New Approach Estimates Biological Cell-Specific Networks, Yielding Insights Into Understanding Origin of ASD
Researchers have developed a new approach to estimate cell-specific networks for each biological cell and cell type. To further the field’s understanding of autism spectrum disorder (ASD), the researchers examined the evolution of gene networks in fetal brain cells and compared the gene networks of cells from individuals with and without ASD to reveal patterns in gene co-expression. The study’s findings highlight functional differences in these cells, which represents a step toward understanding how ASD develops.
The study, by researchers at Carnegie Mellon University (CMU), is published in PNAS.
“Single-cell gene networks have the potential to yield critical insights into biological processes,” says Kathryn Roeder, professor of statistics and life sciences at CMU, who participated in the study. “Our work, which expands the concept of cell-specific networks, can aid in understanding the origin of ASD.”
Single-cell RNA sequencing provides a profile of RNA expression for individual cells that reveals heterogeneity across cell populations.
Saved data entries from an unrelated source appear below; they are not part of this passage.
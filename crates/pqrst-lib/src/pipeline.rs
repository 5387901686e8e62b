use crate::error::Result;
use crate::export::{assemble, ExportBundle};
use crate::fiducial::{find_fiducials, FiducialPoints, WindowConfig};
use crate::filter::{FilterConfig, FirBandpass};
use crate::intervals::{
    build_intervals, build_intervals_per_cycle, Alignment, IntervalBuild, PeakTimes,
};
use crate::locator::RPeakLocator;
use crate::signal::{Events, TimeSeries};
use serde::{Deserialize, Serialize};

/// Every tunable of the extraction pipeline.
#[derive(Debug, Clone, Copy, PartialEq, Serialize, Deserialize)]
#[serde(default)]
pub struct PipelineConfig {
    pub filter: FilterConfig,
    pub windows: WindowConfig,
    /// Length of the exported waveform (seconds).
    pub export_seconds: f64,
    pub alignment: Alignment,
}

impl Default for PipelineConfig {
    fn default() -> Self {
        Self {
            filter: FilterConfig::default(),
            windows: WindowConfig::default(),
            export_seconds: 60.0,
            alignment: Alignment::Positional,
        }
    }
}

/// Everything one run produced, for callers that want more than the bundle.
#[derive(Debug)]
pub struct PipelineOutput {
    pub filtered: TimeSeries,
    pub r_peaks: Events,
    pub fiducials: FiducialPoints,
    pub build: IntervalBuild,
    pub bundle: ExportBundle,
}

pub struct Pipeline {
    config: PipelineConfig,
    locator: Box<dyn RPeakLocator>,
}

impl Pipeline {
    pub fn new(config: PipelineConfig, locator: Box<dyn RPeakLocator>) -> Self {
        Self { config, locator }
    }

    /// Filter, locate R-peaks, search fiducials, build intervals, package.
    ///
    /// Only an invalid filter configuration aborts; cycles that cannot be
    /// built are skipped and reported in `PipelineOutput::build`.
    pub fn run(&self, raw: &TimeSeries) -> Result<PipelineOutput> {
        let cfg = &self.config;
        let fir = FirBandpass::design(raw.fs, &cfg.filter)?;
        let filtered = TimeSeries {
            fs: raw.fs,
            data: fir.apply(&raw.data),
        };
        log::debug!(
            "filtered {} samples ({}-{} Hz, {} taps, delay {} samples)",
            filtered.len(),
            cfg.filter.low_hz,
            cfg.filter.high_hz,
            cfg.filter.numtaps,
            fir.group_delay()
        );

        let r_peaks = self.locator.locate(&filtered).normalized();
        log::debug!("locator reported {} R-peaks", r_peaks.len());

        let fiducials = find_fiducials(&filtered, &r_peaks, &cfg.windows);
        let build = match cfg.alignment {
            Alignment::Positional => {
                if fiducials.is_ragged() {
                    log::warn!(
                        "absent peaks left P/Q/S/T sequences of lengths {}/{}/{}/{}; \
                         positional pairing may mix neighbouring cycles",
                        fiducials.p.len(),
                        fiducials.q.len(),
                        fiducials.s.len(),
                        fiducials.t.len()
                    );
                }
                build_intervals(&PeakTimes::from_fiducials(&fiducials, filtered.fs))
            }
            Alignment::PerCycle => build_intervals_per_cycle(&fiducials.cycles, filtered.fs),
        };
        if !build.skipped.is_empty() {
            log::warn!(
                "{} of {} cycles skipped while building intervals",
                build.skipped.len(),
                build.attempted
            );
        }

        let bundle = assemble(&filtered, build.records.clone(), cfg.export_seconds);
        Ok(PipelineOutput {
            filtered,
            r_peaks,
            fiducials,
            build,
            bundle,
        })
    }
}

#[cfg(test)]
mod tests {
    use super::*;
    use crate::error::PqrstError;
    use crate::intervals::Phase;
    use crate::locator::{FixedPeaks, PanTompkinsLocator};
    use crate::synth::{synthesize, SynthConfig};

    fn ten_second_recording() -> TimeSeries {
        synthesize(&SynthConfig {
            fs: 360.0,
            seconds: 10.0,
            bpm: 60.0,
            first_beat_s: 50.0 / 360.0,
            ..SynthConfig::default()
        })
        .signal
    }

    #[test]
    fn three_known_beats_give_nine_ordered_records() {
        let raw = ten_second_recording();
        let pipeline = Pipeline::new(
            PipelineConfig::default(),
            Box::new(FixedPeaks::new(vec![100, 460, 820])),
        );
        let out = pipeline.run(&raw).expect("pipeline");
        let records = &out.bundle.phases;
        assert_eq!(records.len(), 9);
        assert!(records.windows(2).all(|w| w[0].entry < w[1].entry));
        let phases: Vec<Phase> = records.iter().map(|r| r.phase).collect();
        assert_eq!(phases, Phase::ORDER.repeat(3));
        assert!(out.build.skipped.is_empty());
        // Shorter than the export window, so exported whole.
        assert_eq!(out.bundle.plot.len(), raw.len());
        assert_eq!(out.bundle.plot, out.filtered.data);
    }

    #[test]
    fn runs_are_reproducible() {
        let raw = ten_second_recording();
        let pipeline = Pipeline::new(
            PipelineConfig::default(),
            Box::new(FixedPeaks::new(vec![100, 460, 820])),
        );
        let first = pipeline.run(&raw).expect("first run");
        let second = pipeline.run(&raw).expect("second run");
        assert_eq!(first.fiducials, second.fiducials);
        assert_eq!(first.bundle, second.bundle);
    }

    #[test]
    fn detector_driven_run_finds_every_beat() {
        let raw = synthesize(&SynthConfig {
            bpm: 72.0,
            ..SynthConfig::default()
        });
        let pipeline = Pipeline::new(
            PipelineConfig::default(),
            Box::new(PanTompkinsLocator::default()),
        );
        let out = pipeline.run(&raw.signal).expect("pipeline");
        assert_eq!(out.r_peaks.len(), raw.r_peaks.len());
        assert_eq!(out.bundle.phases.len(), 3 * raw.r_peaks.len());
        for record in &out.bundle.phases {
            assert!(record.duration > 0.0, "{record:?}");
        }
    }

    #[test]
    fn long_recordings_are_truncated_for_export() {
        let raw = TimeSeries::new(100.0, vec![0.0; 7000]);
        let pipeline = Pipeline::new(
            PipelineConfig::default(),
            Box::new(|_: &TimeSeries| Events::default()),
        );
        let out = pipeline.run(&raw).expect("pipeline");
        assert_eq!(out.bundle.plot.len(), 6000);
        assert!(out.bundle.phases.is_empty());
    }

    #[test]
    fn invalid_filter_aborts_before_detection() {
        let config = PipelineConfig {
            filter: FilterConfig {
                numtaps: 100,
                ..FilterConfig::default()
            },
            ..PipelineConfig::default()
        };
        let pipeline = Pipeline::new(
            config,
            Box::new(|_: &TimeSeries| -> Events { panic!("locator must not run") }),
        );
        let err = pipeline.run(&ten_second_recording()).unwrap_err();
        assert!(matches!(err, PqrstError::InvalidFilterConfiguration { .. }));
    }

    #[test]
    fn unsorted_locator_output_is_normalized() {
        let raw = ten_second_recording();
        let pipeline = Pipeline::new(
            PipelineConfig::default(),
            Box::new(FixedPeaks::new(vec![100, 460, 820])),
        );
        let scrambled = Pipeline::new(
            PipelineConfig::default(),
            Box::new(|_: &TimeSeries| Events::from_indices(vec![820, 100, 460, 100])),
        );
        let expected = pipeline.run(&raw).expect("sorted");
        let actual = scrambled.run(&raw).expect("scrambled");
        assert_eq!(actual.r_peaks, expected.r_peaks);
        assert_eq!(actual.bundle, expected.bundle);
    }

    #[test]
    fn per_cycle_alignment_drops_incomplete_cycles_only() {
        // R at sample 0 has no Q (and so no P); the next two cycles are complete.
        let raw = ten_second_recording();
        let peaks = vec![0, 460, 820];
        let positional = Pipeline::new(
            PipelineConfig::default(),
            Box::new(FixedPeaks::new(peaks.clone())),
        )
        .run(&raw)
        .expect("positional");
        let per_cycle = Pipeline::new(
            PipelineConfig {
                alignment: Alignment::PerCycle,
                ..PipelineConfig::default()
            },
            Box::new(FixedPeaks::new(peaks)),
        )
        .run(&raw)
        .expect("per-cycle");

        assert!(positional.fiducials.is_ragged());
        assert_eq!(per_cycle.bundle.phases.len(), 6);
        let cycle = &per_cycle.fiducials.cycles[1];
        let fs = raw.fs;
        let expected_entry = cycle.p.expect("p") as f64 / fs;
        assert_eq!(per_cycle.bundle.phases[0].entry, expected_entry);
        assert_eq!(per_cycle.bundle.phases[0].phase, Phase::PQ);
    }

    #[test]
    fn config_reads_from_toml_with_defaults() {
        let cfg: PipelineConfig = toml::from_str(
            r#"
            export_seconds = 30.0
            alignment = "per-cycle"

            [windows]
            t_s = 0.35
            "#,
        )
        .expect("parse");
        assert_eq!(cfg.export_seconds, 30.0);
        assert_eq!(cfg.alignment, Alignment::PerCycle);
        assert_eq!(cfg.windows.t_s, 0.35);
        assert_eq!(cfg.windows.q_s, 0.08);
        assert_eq!(cfg.filter, FilterConfig::default());
    }
}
Recent advances allow cell types to be classified into subtypes and by cell state, but little attention has been given to gene-gene association and transcriptional networks. In addition, traditional analyses of gene expression miss critical signals about differences, which can hinder comprehension of vital biological processes.
Gene expression is the process by which information from a gene is used in synthesizing a functional gene that enables it to produce a product. Gene expression is tightly regulated by networks of transcription factors (proteins involved in converting or transcribing DNA into RNA). Small changes in gene expression can lead to substantial changes in network structure, ultimately with a large biological effect. Understanding these networks at a cellular level can help pinpoint differences in the inner workings of cells in normal and diseased tissues.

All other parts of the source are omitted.